I’m what you like to think you’ve shaken off,
though every place you’ve ever been since then
has seen something of me along the way.
Even here – walking in the English Lakes! –
they’ll meet the prickly pear, the spiky wee fucker
beneath the surface, as you see me here.
The years have been cruel to you, old mucker;
turned you shite-soft, your sharp edges to mush.
See how I’ve still got everything it takes
to hang on, while you’ve drank a lake of beer
and toked so much you could turn into a bush!

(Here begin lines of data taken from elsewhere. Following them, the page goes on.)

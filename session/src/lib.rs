pub mod port;
pub mod request_code;
pub mod token_cache;

pub use port::{CdnAuthToken, DepotKey, SessionPort, SessionState};
pub use request_code::ManifestRequestCodeCache;
pub use token_cache::CdnAuthTokenCache;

All his soft tissues eaten away.
I wanted to point the finger, to blame someone,
to turn this bush into a voodoo doll
reversed out; so I could impale Lubetkin
and Luftwaffe; the faceless councillors
and aldermen who gave the nod one day
decades ago; all those I thought accountable
dangling in an aquatint by Goya.
But finding such an image of myself
in such an unlikely place
left little room for blame, and the sap
soon dropped. Surprising myself, I said to his face:
‘The two of us both wanted the same thing
once. Both of us dreamed of taking off
out of the hardness; of going way past our stop
into the sticks and breaking into song
as townee dreck tend to when on the move,
littering the sides of public roads.
It’s happened here before: a girl from Manchester
left proof, a few sorry words
at the door of a two-hundred years old journal;
or the discharged soldier, still seen from a grove
of ‘thick hawthorn’, in verse, not far from here.
Though by and large they’ve become invisible.’
The teenage me kept shtumm, inscrutable
and bush-like again on these matters,
and a softness rose in me thinking of him
failing to make his mark, and all the others
who grew up in those unraked Zen gardens
among the bonsai thorn, the babble
of television on in the daytime;
and if this were a vision, then here it ends
with a man stood shivering at a thousand feet.
My speech is still a thorny, north-west stew;
I walk along each public right-of-way
a trespasser; there is no single view
worth taking; rootless man, still clinging on
to some idea of truth, some ideal state
just round the next bend, found out today
he’s bound towards a republic of thorns:
the flag it flies: straining, grey polythene;
its rhyme and scheme, the way it founds a voice;
its bird-life, clinging to an older way;
the way it soldiers on and knows its place.
The wind picked up. And so I left the thorn
abiding there, and dropped onto the green
and soft floor of an easygoing valley,
imagining I could start from scratch again.